§ Assigned task
For the records below, print the lines from the line with "pub(super) fn solve_position_constraints(&mut" through the line with "c = (angle - self.limits.min)" exactly as written; include both end lines and exclude the rest.

§ Data extracts
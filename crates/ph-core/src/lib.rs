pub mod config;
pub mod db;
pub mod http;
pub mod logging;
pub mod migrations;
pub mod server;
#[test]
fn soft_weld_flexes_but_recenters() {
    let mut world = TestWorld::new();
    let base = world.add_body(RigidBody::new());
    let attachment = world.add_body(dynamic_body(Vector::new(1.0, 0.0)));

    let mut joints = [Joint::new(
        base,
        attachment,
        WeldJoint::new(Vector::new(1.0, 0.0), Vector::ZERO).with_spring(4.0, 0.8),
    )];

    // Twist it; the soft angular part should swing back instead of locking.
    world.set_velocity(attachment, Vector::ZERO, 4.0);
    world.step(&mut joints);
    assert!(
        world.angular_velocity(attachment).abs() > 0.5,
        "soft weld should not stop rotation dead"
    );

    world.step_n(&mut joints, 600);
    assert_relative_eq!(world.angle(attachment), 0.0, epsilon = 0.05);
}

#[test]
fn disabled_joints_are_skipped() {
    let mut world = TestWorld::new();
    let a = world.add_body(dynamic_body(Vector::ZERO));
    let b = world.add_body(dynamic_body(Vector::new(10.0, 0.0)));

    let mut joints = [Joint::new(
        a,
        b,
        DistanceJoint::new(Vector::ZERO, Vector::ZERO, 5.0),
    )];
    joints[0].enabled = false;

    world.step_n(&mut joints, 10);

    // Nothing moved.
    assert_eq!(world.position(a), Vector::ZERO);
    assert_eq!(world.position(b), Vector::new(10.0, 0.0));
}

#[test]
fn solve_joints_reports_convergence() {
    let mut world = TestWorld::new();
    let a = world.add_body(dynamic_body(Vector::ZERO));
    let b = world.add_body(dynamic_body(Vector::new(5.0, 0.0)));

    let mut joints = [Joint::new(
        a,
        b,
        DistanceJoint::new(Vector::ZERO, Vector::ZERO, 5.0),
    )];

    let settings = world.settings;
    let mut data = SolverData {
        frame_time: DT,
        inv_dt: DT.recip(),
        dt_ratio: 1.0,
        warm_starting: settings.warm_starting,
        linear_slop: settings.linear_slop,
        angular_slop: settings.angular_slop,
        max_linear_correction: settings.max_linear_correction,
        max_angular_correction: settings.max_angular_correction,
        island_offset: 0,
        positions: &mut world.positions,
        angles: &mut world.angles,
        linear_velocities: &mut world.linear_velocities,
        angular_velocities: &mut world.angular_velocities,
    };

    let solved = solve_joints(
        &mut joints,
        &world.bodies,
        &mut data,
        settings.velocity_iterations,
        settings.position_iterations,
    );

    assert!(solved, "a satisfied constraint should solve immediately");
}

---

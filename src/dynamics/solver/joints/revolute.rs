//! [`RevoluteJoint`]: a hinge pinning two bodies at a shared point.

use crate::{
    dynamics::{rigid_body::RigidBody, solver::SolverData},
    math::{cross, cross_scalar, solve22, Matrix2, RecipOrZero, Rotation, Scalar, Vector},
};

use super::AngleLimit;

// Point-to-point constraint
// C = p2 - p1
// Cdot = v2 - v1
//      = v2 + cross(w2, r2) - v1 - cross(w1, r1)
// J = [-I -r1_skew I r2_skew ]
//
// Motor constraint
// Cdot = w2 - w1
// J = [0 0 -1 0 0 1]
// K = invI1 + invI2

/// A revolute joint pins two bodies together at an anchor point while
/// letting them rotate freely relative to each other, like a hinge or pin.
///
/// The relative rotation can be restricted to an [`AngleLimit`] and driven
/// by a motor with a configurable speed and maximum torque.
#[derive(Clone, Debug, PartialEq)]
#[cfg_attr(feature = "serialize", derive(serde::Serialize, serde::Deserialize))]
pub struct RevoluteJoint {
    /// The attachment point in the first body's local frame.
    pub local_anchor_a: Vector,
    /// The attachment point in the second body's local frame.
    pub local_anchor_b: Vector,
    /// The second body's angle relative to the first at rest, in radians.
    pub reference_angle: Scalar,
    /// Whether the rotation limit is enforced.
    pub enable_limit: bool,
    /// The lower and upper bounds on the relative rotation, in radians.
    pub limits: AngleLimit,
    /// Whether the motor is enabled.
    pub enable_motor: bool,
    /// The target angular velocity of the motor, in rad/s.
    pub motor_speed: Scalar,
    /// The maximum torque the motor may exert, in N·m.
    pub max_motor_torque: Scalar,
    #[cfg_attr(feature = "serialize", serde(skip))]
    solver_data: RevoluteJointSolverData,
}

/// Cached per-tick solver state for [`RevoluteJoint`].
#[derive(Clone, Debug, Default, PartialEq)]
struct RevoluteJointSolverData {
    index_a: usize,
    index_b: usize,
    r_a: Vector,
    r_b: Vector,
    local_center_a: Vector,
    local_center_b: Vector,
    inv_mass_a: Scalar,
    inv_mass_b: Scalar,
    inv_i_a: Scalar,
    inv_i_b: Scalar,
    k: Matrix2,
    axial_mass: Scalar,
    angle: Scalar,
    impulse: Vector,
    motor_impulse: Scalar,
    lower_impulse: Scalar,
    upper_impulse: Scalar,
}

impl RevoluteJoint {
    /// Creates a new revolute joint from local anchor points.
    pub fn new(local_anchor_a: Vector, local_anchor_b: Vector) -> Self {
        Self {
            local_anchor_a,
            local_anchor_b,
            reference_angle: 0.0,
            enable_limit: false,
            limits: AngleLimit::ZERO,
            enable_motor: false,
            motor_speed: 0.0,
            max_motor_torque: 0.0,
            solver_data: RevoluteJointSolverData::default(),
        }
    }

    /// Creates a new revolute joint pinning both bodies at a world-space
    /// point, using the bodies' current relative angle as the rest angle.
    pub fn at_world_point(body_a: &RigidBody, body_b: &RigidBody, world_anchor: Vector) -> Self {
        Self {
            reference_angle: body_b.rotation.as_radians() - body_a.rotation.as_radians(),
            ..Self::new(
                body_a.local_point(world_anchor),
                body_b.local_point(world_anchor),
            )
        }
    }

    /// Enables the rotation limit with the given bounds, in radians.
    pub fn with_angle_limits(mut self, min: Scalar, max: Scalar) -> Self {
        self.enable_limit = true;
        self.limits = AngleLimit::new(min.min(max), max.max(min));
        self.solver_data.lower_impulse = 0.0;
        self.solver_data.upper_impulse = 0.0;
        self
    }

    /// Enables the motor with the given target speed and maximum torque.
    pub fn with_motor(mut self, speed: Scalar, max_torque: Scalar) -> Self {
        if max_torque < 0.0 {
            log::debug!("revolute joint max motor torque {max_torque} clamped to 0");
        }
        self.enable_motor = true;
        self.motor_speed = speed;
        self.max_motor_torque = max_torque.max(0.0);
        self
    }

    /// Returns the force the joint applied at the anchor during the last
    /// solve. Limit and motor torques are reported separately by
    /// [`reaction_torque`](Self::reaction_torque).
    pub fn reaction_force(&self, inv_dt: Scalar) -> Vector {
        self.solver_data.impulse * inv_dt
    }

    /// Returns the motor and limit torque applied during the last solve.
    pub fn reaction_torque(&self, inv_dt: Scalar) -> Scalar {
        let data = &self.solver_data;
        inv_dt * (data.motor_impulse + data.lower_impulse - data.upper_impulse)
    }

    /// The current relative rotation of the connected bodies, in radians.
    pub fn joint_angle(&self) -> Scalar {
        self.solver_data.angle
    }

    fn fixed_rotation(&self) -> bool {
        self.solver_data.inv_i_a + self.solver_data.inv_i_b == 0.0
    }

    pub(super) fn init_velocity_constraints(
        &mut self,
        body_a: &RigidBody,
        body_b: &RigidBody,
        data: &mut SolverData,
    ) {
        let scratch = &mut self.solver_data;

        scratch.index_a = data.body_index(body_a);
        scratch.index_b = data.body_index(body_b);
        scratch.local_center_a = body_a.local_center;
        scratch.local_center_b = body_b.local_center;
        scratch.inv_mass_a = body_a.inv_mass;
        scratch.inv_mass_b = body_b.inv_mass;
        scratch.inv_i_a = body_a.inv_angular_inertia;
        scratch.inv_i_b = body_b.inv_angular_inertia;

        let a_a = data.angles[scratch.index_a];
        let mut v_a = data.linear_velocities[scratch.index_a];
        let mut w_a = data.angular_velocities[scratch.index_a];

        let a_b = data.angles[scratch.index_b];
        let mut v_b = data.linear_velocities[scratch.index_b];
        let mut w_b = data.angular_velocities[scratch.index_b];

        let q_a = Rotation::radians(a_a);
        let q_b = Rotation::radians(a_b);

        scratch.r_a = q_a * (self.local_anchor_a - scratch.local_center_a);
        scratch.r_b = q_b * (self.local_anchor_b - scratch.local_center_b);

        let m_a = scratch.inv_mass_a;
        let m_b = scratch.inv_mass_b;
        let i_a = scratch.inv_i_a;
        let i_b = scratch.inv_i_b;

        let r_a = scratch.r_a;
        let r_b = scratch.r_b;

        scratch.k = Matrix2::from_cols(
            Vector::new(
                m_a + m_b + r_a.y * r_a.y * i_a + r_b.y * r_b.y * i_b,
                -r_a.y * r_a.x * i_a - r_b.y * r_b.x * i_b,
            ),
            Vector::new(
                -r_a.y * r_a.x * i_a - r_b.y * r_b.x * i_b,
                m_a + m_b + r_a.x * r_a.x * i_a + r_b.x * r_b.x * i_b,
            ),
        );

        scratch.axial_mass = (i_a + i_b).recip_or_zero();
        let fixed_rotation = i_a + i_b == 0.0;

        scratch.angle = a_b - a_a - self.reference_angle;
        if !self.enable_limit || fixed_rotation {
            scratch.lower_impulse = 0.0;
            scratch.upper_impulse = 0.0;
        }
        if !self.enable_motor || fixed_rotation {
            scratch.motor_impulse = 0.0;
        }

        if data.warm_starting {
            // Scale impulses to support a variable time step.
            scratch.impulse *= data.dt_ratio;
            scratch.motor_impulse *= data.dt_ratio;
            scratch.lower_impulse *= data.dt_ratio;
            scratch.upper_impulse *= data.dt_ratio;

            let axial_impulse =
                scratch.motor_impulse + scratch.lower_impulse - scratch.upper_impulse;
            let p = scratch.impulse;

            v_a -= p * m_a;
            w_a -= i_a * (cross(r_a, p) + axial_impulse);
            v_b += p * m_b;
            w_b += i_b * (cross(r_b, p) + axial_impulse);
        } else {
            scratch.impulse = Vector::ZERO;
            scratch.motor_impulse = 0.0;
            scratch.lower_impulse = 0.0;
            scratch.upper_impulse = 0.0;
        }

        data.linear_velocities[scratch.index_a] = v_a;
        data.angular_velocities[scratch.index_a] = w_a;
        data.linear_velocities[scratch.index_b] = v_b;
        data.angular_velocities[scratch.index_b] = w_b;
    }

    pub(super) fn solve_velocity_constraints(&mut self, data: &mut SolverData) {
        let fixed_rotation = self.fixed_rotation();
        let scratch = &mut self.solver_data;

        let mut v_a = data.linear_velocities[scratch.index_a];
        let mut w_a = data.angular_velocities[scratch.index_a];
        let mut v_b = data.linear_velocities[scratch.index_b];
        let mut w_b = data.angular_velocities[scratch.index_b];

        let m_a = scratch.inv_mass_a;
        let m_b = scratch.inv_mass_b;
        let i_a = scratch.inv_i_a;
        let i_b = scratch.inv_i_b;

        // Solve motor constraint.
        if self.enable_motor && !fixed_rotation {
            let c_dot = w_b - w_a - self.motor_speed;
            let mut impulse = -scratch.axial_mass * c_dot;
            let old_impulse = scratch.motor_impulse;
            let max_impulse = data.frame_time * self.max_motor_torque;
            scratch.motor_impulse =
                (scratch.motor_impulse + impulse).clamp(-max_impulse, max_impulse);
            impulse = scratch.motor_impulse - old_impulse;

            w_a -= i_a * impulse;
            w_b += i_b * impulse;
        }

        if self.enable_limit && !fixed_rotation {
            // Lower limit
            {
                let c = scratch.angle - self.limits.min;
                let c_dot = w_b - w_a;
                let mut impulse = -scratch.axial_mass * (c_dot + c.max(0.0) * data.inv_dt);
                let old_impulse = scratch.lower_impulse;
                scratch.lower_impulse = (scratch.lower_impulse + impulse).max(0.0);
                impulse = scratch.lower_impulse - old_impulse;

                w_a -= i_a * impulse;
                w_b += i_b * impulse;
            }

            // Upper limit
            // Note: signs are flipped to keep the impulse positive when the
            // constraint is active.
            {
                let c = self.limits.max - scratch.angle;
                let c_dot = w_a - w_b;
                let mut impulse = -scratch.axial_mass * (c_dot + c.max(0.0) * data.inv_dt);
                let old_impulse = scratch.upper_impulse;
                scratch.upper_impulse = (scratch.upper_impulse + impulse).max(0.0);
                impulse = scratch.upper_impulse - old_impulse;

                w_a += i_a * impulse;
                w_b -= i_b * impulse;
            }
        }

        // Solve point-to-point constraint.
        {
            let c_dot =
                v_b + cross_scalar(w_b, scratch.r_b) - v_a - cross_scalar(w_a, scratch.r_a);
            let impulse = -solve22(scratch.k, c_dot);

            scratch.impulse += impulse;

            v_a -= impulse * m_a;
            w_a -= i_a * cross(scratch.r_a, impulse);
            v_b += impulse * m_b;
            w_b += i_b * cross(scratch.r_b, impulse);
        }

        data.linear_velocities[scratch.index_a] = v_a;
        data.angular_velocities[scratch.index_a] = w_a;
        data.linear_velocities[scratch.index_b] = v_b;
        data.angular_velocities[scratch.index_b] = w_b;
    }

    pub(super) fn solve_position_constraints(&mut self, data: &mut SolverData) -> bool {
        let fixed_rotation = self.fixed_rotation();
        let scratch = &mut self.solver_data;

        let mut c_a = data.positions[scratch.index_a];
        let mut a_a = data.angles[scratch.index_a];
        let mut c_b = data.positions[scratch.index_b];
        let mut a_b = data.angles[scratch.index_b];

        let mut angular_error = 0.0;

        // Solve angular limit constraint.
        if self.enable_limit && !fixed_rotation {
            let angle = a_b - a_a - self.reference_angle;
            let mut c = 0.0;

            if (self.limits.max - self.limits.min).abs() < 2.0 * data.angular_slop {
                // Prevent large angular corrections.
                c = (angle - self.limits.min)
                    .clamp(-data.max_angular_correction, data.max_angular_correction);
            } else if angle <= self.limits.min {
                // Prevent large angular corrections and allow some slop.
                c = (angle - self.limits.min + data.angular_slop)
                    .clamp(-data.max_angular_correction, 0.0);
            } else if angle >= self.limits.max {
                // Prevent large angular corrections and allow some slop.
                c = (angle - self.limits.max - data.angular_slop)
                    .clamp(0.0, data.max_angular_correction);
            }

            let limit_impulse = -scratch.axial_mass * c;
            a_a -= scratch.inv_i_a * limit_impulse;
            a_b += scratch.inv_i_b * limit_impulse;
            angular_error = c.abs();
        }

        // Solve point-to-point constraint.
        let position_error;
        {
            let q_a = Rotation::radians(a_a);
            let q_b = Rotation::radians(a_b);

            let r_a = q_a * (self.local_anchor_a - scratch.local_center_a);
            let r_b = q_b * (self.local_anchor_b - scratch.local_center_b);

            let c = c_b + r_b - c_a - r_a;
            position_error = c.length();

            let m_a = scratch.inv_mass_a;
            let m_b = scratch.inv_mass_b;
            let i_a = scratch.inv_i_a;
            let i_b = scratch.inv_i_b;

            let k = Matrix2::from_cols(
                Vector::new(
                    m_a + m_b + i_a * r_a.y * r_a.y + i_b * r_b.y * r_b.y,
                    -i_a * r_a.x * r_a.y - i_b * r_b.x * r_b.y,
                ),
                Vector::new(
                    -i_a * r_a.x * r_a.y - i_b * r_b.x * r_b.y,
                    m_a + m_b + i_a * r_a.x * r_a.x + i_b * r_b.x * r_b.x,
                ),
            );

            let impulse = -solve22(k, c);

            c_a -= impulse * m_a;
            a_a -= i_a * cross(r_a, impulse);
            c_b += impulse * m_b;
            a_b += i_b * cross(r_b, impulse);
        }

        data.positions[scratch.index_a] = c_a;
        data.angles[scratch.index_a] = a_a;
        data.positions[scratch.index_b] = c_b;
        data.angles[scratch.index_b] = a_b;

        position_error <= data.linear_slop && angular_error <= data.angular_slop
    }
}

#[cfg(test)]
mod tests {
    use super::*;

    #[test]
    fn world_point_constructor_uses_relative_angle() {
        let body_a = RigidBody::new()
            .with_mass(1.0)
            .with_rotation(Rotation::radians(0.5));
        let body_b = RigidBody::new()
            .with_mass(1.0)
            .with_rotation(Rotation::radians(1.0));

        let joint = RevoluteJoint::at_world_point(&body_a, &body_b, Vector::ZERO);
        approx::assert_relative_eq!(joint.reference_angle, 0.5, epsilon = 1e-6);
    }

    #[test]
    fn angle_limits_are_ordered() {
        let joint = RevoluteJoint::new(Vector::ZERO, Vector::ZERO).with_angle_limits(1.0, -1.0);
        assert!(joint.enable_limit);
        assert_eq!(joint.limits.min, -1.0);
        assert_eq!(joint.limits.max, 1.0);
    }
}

§ Output for this task
    pub(super) fn solve_position_constraints(&mut self, data: &mut SolverData) -> bool {
        let fixed_rotation = self.fixed_rotation();
        let scratch = &mut self.solver_data;

        let mut c_a = data.positions[scratch.index_a];
        let mut a_a = data.angles[scratch.index_a];
        let mut c_b = data.positions[scratch.index_b];
        let mut a_b = data.angles[scratch.index_b];

        let mut angular_error = 0.0;

        // Solve angular limit constraint.
        if self.enable_limit && !fixed_rotation {
            let angle = a_b - a_a - self.reference_angle;
            let mut c = 0.0;

            if (self.limits.max - self.limits.min).abs() < 2.0 * data.angular_slop {
                // Prevent large angular corrections.
                c = (angle - self.limits.min)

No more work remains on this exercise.